The whole Destiny’s Child – Independent Ladies thing is fabulous and I’m all for it, in fact I proudly call myself it all the time (providing credit card debt doesn’t count). I live in London while all my family are up North, I mean even most of my friends live centrally so I’m virtually Alone.
And usually I’m ok with being alone, in fact I’m more than ok with it, I’m really quite happy about it. I’m a solitary creature by nature, I love my own company and need a lot of downtime. Even if I were in a relationship I’d like to retain that as I think it’s important. But lately I’ve been feeling a bit well… lonely, I have to admit. I thought Winter would be worse for these kind of blues but Lana Del Rays Summertime Sadness is real people.

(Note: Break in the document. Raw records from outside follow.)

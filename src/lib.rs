//! Mindmapper - a terminal UI for iteratively exploring AI-generated mind maps
//!
//! Submit a prompt, get a tree, drill into any node to regenerate a sub-map
//! grounded in that node's ancestry, and move back/forward through prior
//! versions of the map.
//!
//! # Architecture
//!
//! The session controller is the heart of the application: it owns tree
//! versions and the single-in-flight generation guard, and everything else
//! is either a leaf it orchestrates or a boundary around it.
//!
//! # Modules
//!
//! - [`tree`] - immutable tree model and root-to-node path resolution
//! - [`history`] - linear undo/redo stack of tree snapshots
//! - [`generation`] - generation service boundary (trait + HTTP client)
//! - [`session`] - session controller, views, and events
//! - [`tui`] - event-driven terminal UI with ratatui
//! - [`config`] - layered configuration
//! - [`error`] - error types

pub mod config;
pub mod error;
pub mod generation;
pub mod history;
pub mod session;
pub mod tree;
pub mod tui;

pub use config::Config;
pub use error::{Error, Result};
pub use history::{HistoryStore, Snapshot};
pub use session::{NodeActivation, SessionController, SessionEvent, SessionView};
pub use tree::{Node, Tree};

/// Application version
pub const VERSION: &str = env!("CARGO_PKG_VERSION");

/// Application name
pub const APP_NAME: &str = env!("CARGO_PKG_NAME");
impl<C: GenerationClient> SessionController<C> {
    /// Create a controller with an empty session.
    ///
    /// Returns the receiving end of the event channel; the caller decides
    /// who observes it.
    pub fn new(client: C) -> (Self, mpsc::UnboundedReceiver<SessionEvent>) {
        let (events, rx) = mpsc::unbounded_channel();
        let controller = Self {
            client,
            state: RwLock::new(SessionState {
                current_input: String::new(),
                history: HistoryStore::new(),
            }),
            pending: Arc::new(AtomicBool::new(false)),
            events,
        };
        (controller, rx)
    }

    /// Whether a generation request is in flight
    pub fn is_pending(&self) -> bool {
        self.pending.load(Ordering::Acquire)
    }

    /// Take a read-only view of the session for rendering
    pub async fn view(&self) -> SessionView {
        let state = self.state.read().await;
        let current = state.history.current();
        SessionView {
            tree: current.map(|s| Arc::clone(&s.tree)),
            current_input: state.current_input.clone(),
            pending: self.is_pending(),
            can_go_back: state.history.can_go_back(),
            can_go_forward: state.history.can_go_forward(),
            history_len: state.history.len(),
            history_position: state.history.position(),
            generated_at: current.map(|s| s.created_at),
        }
    }

    /// Submit a prompt for full generation.
    ///
    /// Rejected with [`SessionError::RequestInFlight`] while another
    /// request is pending - at most one generation is in flight, and a
    /// second submission is refused, not queued. On failure, history and
    /// the current input are left untouched and the error surfaces to the
    /// caller; the pending flag is released on every exit path.
    #[instrument(skip(self, prompt))]
    pub async fn submit(&self, prompt: &str) -> Result<()> {
        let prompt = prompt.trim();
        if prompt.is_empty() {
            return Err(SessionError::EmptyPrompt.into());
        }

        let guard = self.claim_pending()?;
        self.generate_into_history(guard, prompt.to_string()).await
    }

    /// Handle a node activation from the renderer.
    ///
    /// A no-op unless the activation is a drill-down gesture. When the
    /// label resolves in the current tree, the ancestor context string is
    /// sent to the refinement endpoint and the refined text becomes the
    /// new prompt; when it does not (or no tree exists yet), the node's
    /// description - or its label, when it has none - is used directly.
    /// Either branch then proceeds exactly as [`submit`](Self::submit).
    #[instrument(skip(self, activation), fields(label = %activation.label))]
    pub async fn activate(&self, activation: NodeActivation) -> Result<()> {
        if !activation.drill_down {
            debug!("ignoring non-drill-down activation");
            return Ok(());
        }

        // Claimed before the refinement suspension point: the guard
        // covers the whole drill-down, not just the generate call.
        let guard = self.claim_pending()?;

        let context = {
            let state = self.state.read().await;
            state.history.current().and_then(|snapshot| {
                tree::path_to(&snapshot.tree, &activation.label)
                    .map(|path| tree::context_string(&path))
            })
        };

        let prompt = match context {
            Some(context) => {
                debug!(%context, "drilling down via refined context");
                match self.client.refine_prompt(&context).await {
                    Ok(refined) => refined,
                    Err(e) => {
                        warn!(error = %e, "prompt refinement failed");
                        self.notify(SessionEvent::GenerationFailed {
                            message: e.to_string(),
                        });
                        return Err(e.into());
                    }
                }
            }
            None => {
                // Unresolvable label: ground the new map in the node's
                // own text instead of failing the gesture.
                debug!("label not in current tree, using fallback prompt");
                activation
                    .description
                    .filter(|d| !d.trim().is_empty())
                    .unwrap_or(activation.label)
            }
        };

        self.generate_into_history(guard, prompt).await
    }

    /// Step back in history. No-op at the first snapshot; returns whether
    /// the pointer moved. On success the current input is restored from
    /// the snapshot's source prompt, so subsequent edits continue from
    /// the restored context.
    pub async fn back(&self) -> bool {
        let mut state = self.state.write().await;
        if !state.history.back() {
            return false;
        }
        self.restore_input(&mut state);
        true
    }

    /// Step forward in history. No-op at the last snapshot; returns
    /// whether the pointer moved.
    pub async fn forward(&self) -> bool {
        let mut state = self.state.write().await;
        if !state.history.forward() {
            return false;
        }
        self.restore_input(&mut state);
        true
    }

    fn restore_input(&self, state: &mut SessionState) {
        if let Some(snapshot) = state.history.current() {
            state.current_input = snapshot.source_input.clone();
        }
        if let Some(position) = state.history.position() {
            self.notify(SessionEvent::HistoryMoved { position });
        }
    }

    fn claim_pending(&self) -> Result<PendingGuard> {
        match PendingGuard::claim(&self.pending) {
            Some(guard) => Ok(guard),
            None => {
                debug!("submission rejected, request already in flight");
                self.notify(SessionEvent::SubmissionRejected);
                Err(SessionError::RequestInFlight.into())
            }
        }
    }

    /// Run one generation and record the result.
    ///
    /// The snapshot is pushed only after the response resolves and
    /// converts cleanly - no partial entry ever reaches history.
    async fn generate_into_history(&self, guard: PendingGuard, prompt: String) -> Result<()> {
        self.notify(SessionEvent::GenerationStarted {
            prompt: prompt.clone(),
        });

        let raw = match self.client.generate(&prompt).await {
            Ok(raw) => raw,
            Err(e) => {
                warn!(error = %e, "generation failed");
                self.notify(SessionEvent::GenerationFailed {
                    message: e.to_string(),
                });
                return Err(e.into());
            }
        };

        let tree = match Tree::from_raw(&raw) {
            Ok(tree) => Arc::new(tree),
            Err(e) => {
                warn!(error = %e, "generation returned a malformed tree");
                self.notify(SessionEvent::GenerationFailed {
                    message: e.to_string(),
                });
                return Err(e.into());
            }
        };

        let node_count = tree.node_count();
        {
            let mut state = self.state.write().await;
            state.history.push(Snapshot::new(tree, prompt.clone()));
            state.current_input = prompt.clone();
        }

        // Release the slot before observers hear about the update.
        drop(guard);

        info!(node_count, "tree updated");
        self.notify(SessionEvent::TreeUpdated {
            source_input: prompt,
            node_count,
        });
        Ok(())
    }

    fn notify(&self, event: SessionEvent) {
        let _ = self.events.send(event);
    }
}
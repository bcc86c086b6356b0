//! Event handling for the TUI
//!
//! Provides an async event stream that combines:
//! - Terminal input events (keyboard, mouse)
//! - Session updates from the controller
//! - Render ticks

use std::time::Duration;

use crossterm::event::{Event as CrosstermEvent, EventStream, KeyCode, KeyEvent, KeyModifiers};
use futures::{FutureExt, StreamExt};
use tokio::sync::mpsc;
use tracing::debug;

use crate::session::SessionEvent;

/// Application events
#[derive(Debug, Clone)]
pub enum AppEvent {
    /// Terminal input event
    Input(InputEvent),
    /// Session update from the controller
    Session(SessionEvent),
    /// Render tick
    Tick,
}

/// Input events from the terminal
#[derive(Debug, Clone)]
pub enum InputEvent {
    /// Key press
    Key(KeyEvent),
    /// Mouse event (if enabled)
    Mouse(crossterm::event::MouseEvent),
    /// Terminal resize
    Resize(u16, u16),
}

/// User commands triggered by input while the map pane has focus
#[derive(Debug, Clone, PartialEq, Eq)]
pub enum UserCommand {
    /// Move selection up in the map
    NavigateUp,
    /// Move selection down in the map
    NavigateDown,
    /// Drill into the selected node
    DrillDown,
    /// Step back to the previous tree version
    HistoryBack,
    /// Step forward to the next tree version
    HistoryForward,
    /// Focus the prompt bar
    FocusPrompt,
    /// Clear the prompt bar and focus it
    NewPrompt,
    /// Scroll the detail pane up
    ScrollUp,
    /// Scroll the detail pane down
    ScrollDown,
    /// Page up in the detail pane
    PageUp,
    /// Page down in the detail pane
    PageDown,
    /// Show help
    ShowHelp,
    /// Quit application
    Quit,
}

impl UserCommand {
    /// Convert a key event to a map-pane command
    pub fn from_key(key: KeyEvent) -> Option<Self> {
        match (key.code, key.modifiers) {
            // Map navigation
            (KeyCode::Up, _) | (KeyCode::Char('k'), KeyModifiers::NONE) => {
                Some(UserCommand::NavigateUp)
            }
            (KeyCode::Down, _) | (KeyCode::Char('j'), KeyModifiers::NONE) => {
                Some(UserCommand::NavigateDown)
            }

            // Drill-down gesture
            (KeyCode::Enter, _) => Some(UserCommand::DrillDown),

            // Linear history
            (KeyCode::Left, _) | (KeyCode::Char('['), KeyModifiers::NONE) => {
                Some(UserCommand::HistoryBack)
            }
            (KeyCode::Right, _) | (KeyCode::Char(']'), KeyModifiers::NONE) => {
                Some(UserCommand::HistoryForward)
            }

            // Prompt entry
            (KeyCode::Char('i'), KeyModifiers::NONE) | (KeyCode::Char('/'), KeyModifiers::NONE) => {
                Some(UserCommand::FocusPrompt)
            }
            (KeyCode::Char('n'), KeyModifiers::NONE) => Some(UserCommand::NewPrompt),

            // Detail pane scrolling
            (KeyCode::Char('u'), KeyModifiers::CONTROL) => Some(UserCommand::PageUp),
            (KeyCode::Char('d'), KeyModifiers::CONTROL) => Some(UserCommand::PageDown),
            (KeyCode::PageUp, _) => Some(UserCommand::PageUp),
            (KeyCode::PageDown, _) => Some(UserCommand::PageDown),

            // Help and quit
            (KeyCode::Char('?'), _) => Some(UserCommand::ShowHelp),
            (KeyCode::Char('q'), KeyModifiers::NONE) => Some(UserCommand::Quit),
            (KeyCode::Char('c'), KeyModifiers::CONTROL) => Some(UserCommand::Quit),

            _ => None,
        }
    }
}

/// Event loop handle
pub struct EventLoop {
    /// Sender for events
    tx: mpsc::Sender<AppEvent>,
    /// Receiver for events
    rx: mpsc::Receiver<AppEvent>,
}

impl EventLoop {
    /// Create a new event loop
    pub fn new() -> Self {
        let (tx, rx) = mpsc::channel(256);
        Self { tx, rx }
    }

    /// Get a sender for posting events
    pub fn sender(&self) -> mpsc::Sender<AppEvent> {
        self.tx.clone()
    }

    /// Start the event loop
    ///
    /// This spawns background tasks for:
    /// - Terminal input
    /// - Render ticks
    pub fn start(&mut self, tick_rate: Duration) {
        let tx = self.tx.clone();

        // Terminal input task - single long-running reader
        tokio::spawn(async move {
            let mut reader = EventStream::new();

            loop {
                let event = reader.next().fuse().await;

                match event {
                    Some(Ok(event)) => {
                        let app_event = match event {
                            CrosstermEvent::Key(key) => AppEvent::Input(InputEvent::Key(key)),
                            CrosstermEvent::Mouse(mouse) => {
                                AppEvent::Input(InputEvent::Mouse(mouse))
                            }
                            CrosstermEvent::Resize(w, h) => {
                                AppEvent::Input(InputEvent::Resize(w, h))
                            }
                            _ => continue,
                        };

                        if tx.send(app_event).await.is_err() {
                            break;
                        }
                    }
                    Some(Err(e)) => {
                        debug!("Error reading terminal event: {}", e);
                        continue;
                    }
                    None => break,
                }
            }
        });

        // Render tick task
        let tx = self.tx.clone();
        tokio::spawn(async move {
            let mut interval = tokio::time::interval(tick_rate);

            loop {
                interval.tick().await;
                if tx.send(AppEvent::Tick).await.is_err() {
                    break;
                }
            }
        });
    }

    /// Forward session events from the controller into the event stream
    pub fn forward_session_events(&self, mut rx: mpsc::UnboundedReceiver<SessionEvent>) {
        let tx = self.tx.clone();
        tokio::spawn(async move {
            while let Some(event) = rx.recv().await {
                if tx.send(AppEvent::Session(event)).await.is_err() {
                    break;
                }
            }
        });
    }

    /// Receive the next event
    pub async fn next(&mut self) -> Option<AppEvent> {
        self.rx.recv().await
    }
}

impl Default for EventLoop {
    fn default() -> Self {
        Self::new()
    }
}
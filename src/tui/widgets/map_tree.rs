//! Mind-map tree widget
//!
//! Displays the current tree as an indented list in pre-order, which is
//! also the order the selection moves through. Flattening preserves child
//! order, so what the user sees is exactly the traversal order of the
//! underlying tree.

use ratatui::{
    buffer::Buffer,
    layout::Rect,
    style::{Modifier, Style},
    text::{Line, Span},
    widgets::{Block, List, ListItem, ListState, StatefulWidget},
};

use crate::tree::Tree;
use crate::tui::theme::Theme;

/// One visible row of the flattened map
#[derive(Debug, Clone)]
pub struct MapRow {
    /// Node label
    pub label: String,
    /// Node description, if any
    pub description: Option<String>,
    /// Depth below the root (root is 0)
    pub depth: usize,
    /// Whether the node has children
    pub has_children: bool,
}

/// Flatten a tree into rows, pre-order
pub fn flatten_tree(tree: &Tree) -> Vec<MapRow> {
    let mut rows = Vec::with_capacity(tree.node_count());
    flatten_node(&tree.root, 0, &mut rows);
    rows
}

fn flatten_node(node: &crate::tree::Node, depth: usize, rows: &mut Vec<MapRow>) {
    rows.push(MapRow {
        label: node.label.clone(),
        description: node.description.clone(),
        depth,
        has_children: !node.children.is_empty(),
    });
    for child in &node.children {
        flatten_node(child, depth + 1, rows);
    }
}

/// Map tree widget
pub struct MapTree<'a> {
    /// Flattened rows to display
    rows: &'a [MapRow],
    /// Theme for styling
    theme: &'a Theme,
    /// Block for borders and title
    block: Option<Block<'a>>,
    /// Style for the selected row
    highlight_style: Style,
}

impl<'a> MapTree<'a> {
    /// Create a new map tree
    pub fn new(rows: &'a [MapRow], theme: &'a Theme) -> Self {
        Self {
            rows,
            theme,
            block: None,
            highlight_style: theme.selection().add_modifier(Modifier::BOLD),
        }
    }

    /// Set the block
    pub fn block(mut self, block: Block<'a>) -> Self {
        self.block = Some(block);
        self
    }

    /// Set the highlight style
    pub fn highlight_style(mut self, style: Style) -> Self {
        self.highlight_style = style;
        self
    }

    fn to_list_items(&self) -> Vec<ListItem<'a>> {
        self.rows
            .iter()
            .map(|row| {
                let glyph = if row.has_children { "▸ " } else { "· " };
                let label_color = if row.has_children {
                    self.theme.node_branch
                } else {
                    self.theme.node_leaf
                };

                let mut spans = vec![
                    Span::raw("  ".repeat(row.depth)),
                    Span::styled(glyph, Style::default().fg(self.theme.node_glyph)),
                    Span::styled(row.label.clone(), Style::default().fg(label_color)),
                ];

                if row.description.is_some() {
                    spans.push(Span::styled(
                        " *",
                        Style::default().fg(self.theme.text_secondary),
                    ));
                }

                ListItem::new(Line::from(spans))
            })
            .collect()
    }
}

impl<'a> StatefulWidget for MapTree<'a> {
    type State = ListState;

    fn render(self, area: Rect, buf: &mut Buffer, state: &mut Self::State) {
        let items = self.to_list_items();
        let list = List::new(items).highlight_style(self.highlight_style);
        let list = if let Some(block) = self.block {
            list.block(block)
        } else {
            list
        };

        StatefulWidget::render(list, area, buf, state);
    }
}

/// Map tree selection state
#[derive(Debug, Default)]
pub struct MapTreeState {
    /// Inner list state
    pub list_state: ListState,
    /// Total number of rows
    pub row_count: usize,
}

impl MapTreeState {
    /// Create a new state
    pub fn new() -> Self {
        Self::default()
    }

    /// Get the selected index
    pub fn selected(&self) -> Option<usize> {
        self.list_state.selected()
    }

    /// Select a row
    pub fn select(&mut self, index: Option<usize>) {
        self.list_state.select(index);
    }

    /// Select the next row
    pub fn next(&mut self) {
        if self.row_count == 0 {
            return;
        }

        let i = match self.list_state.selected() {
            Some(i) => {
                if i >= self.row_count - 1 {
                    0
                } else {
                    i + 1
                }
            }
            None => 0,
        };

        self.list_state.select(Some(i));
    }

    /// Select the previous row
    pub fn previous(&mut self) {
        if self.row_count == 0 {
            return;
        }

        let i = match self.list_state.selected() {
            Some(i) => {
                if i == 0 {
                    self.row_count - 1
                } else {
                    i - 1
                }
            }
            None => 0,
        };

        self.list_state.select(Some(i));
    }

    /// Update row count and ensure selection is valid
    pub fn set_row_count(&mut self, count: usize) {
        self.row_count = count;

        if let Some(selected) = self.list_state.selected() {
            if selected >= count && count > 0 {
                self.list_state.select(Some(count - 1));
            } else if count == 0 {
                self.list_state.select(None);
            }
        }
    }
}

The worst part is I know it’s a loneliness that comes from a longing of wanting to be with someone. Of course we as independent women can’t openly admit that so I thought I’d come out and say it and get rid of any perceived shame that it makes me somehow weaker. I’ve come to realise it’s ok to not want to be alone so I admit it, I want to be with someone. Saying it out loud makes me cringe and down right terrifies me. Yes all I can hear is the ‘Annie wants a boyfriend’ playground song too.
What if it’s a case of saying it won’t make it happen, maybe some future potential will read this and run a mile? On the flip side maybe once I finally admit this to myself I’ll subsequently get it? Cue the Genie from Aladdin.
Of course many will argue Summer is THE best time to be single when it’s all festivals, beer gardens and rooftop parties (all invites welcome btw). Although those things have never really interested me quite as much as having someone special to share that rowing boat in the park with. There’s just something so wistfully Jane Austen-like about holding hands on Hampstead Heath and prosecco picnics in Hyde Park (I know right, I’d date me).
Don’t get me wrong I’ve not got a billboard around my neck advertising ‘boyfriend wanted’ to all and sundry. I’m not looking for just anyone, maybe that’s partly my problem. I’ve been on so many dates that I’m not easily pleased but why should I be, if there’s one thing I’ve learnt, always have standards. You’ll only be fooling yourself in the long run.
Maybe it’s because of a recent ‘thing’ that I had hoped would maybe eventally turn into boyfriend/girlfriend status (see previous post) I liked him a lot and he said he did too so now I know after 3 years of singledom what that feels like and what I’m missing out on.
This Summer I’m going to try and focus my mind on enjoying my freedom as a single gal. Who knows, things can change in a heartbeat and this could be my last one alone, that maybe I’d look back on and wish I had made the most of.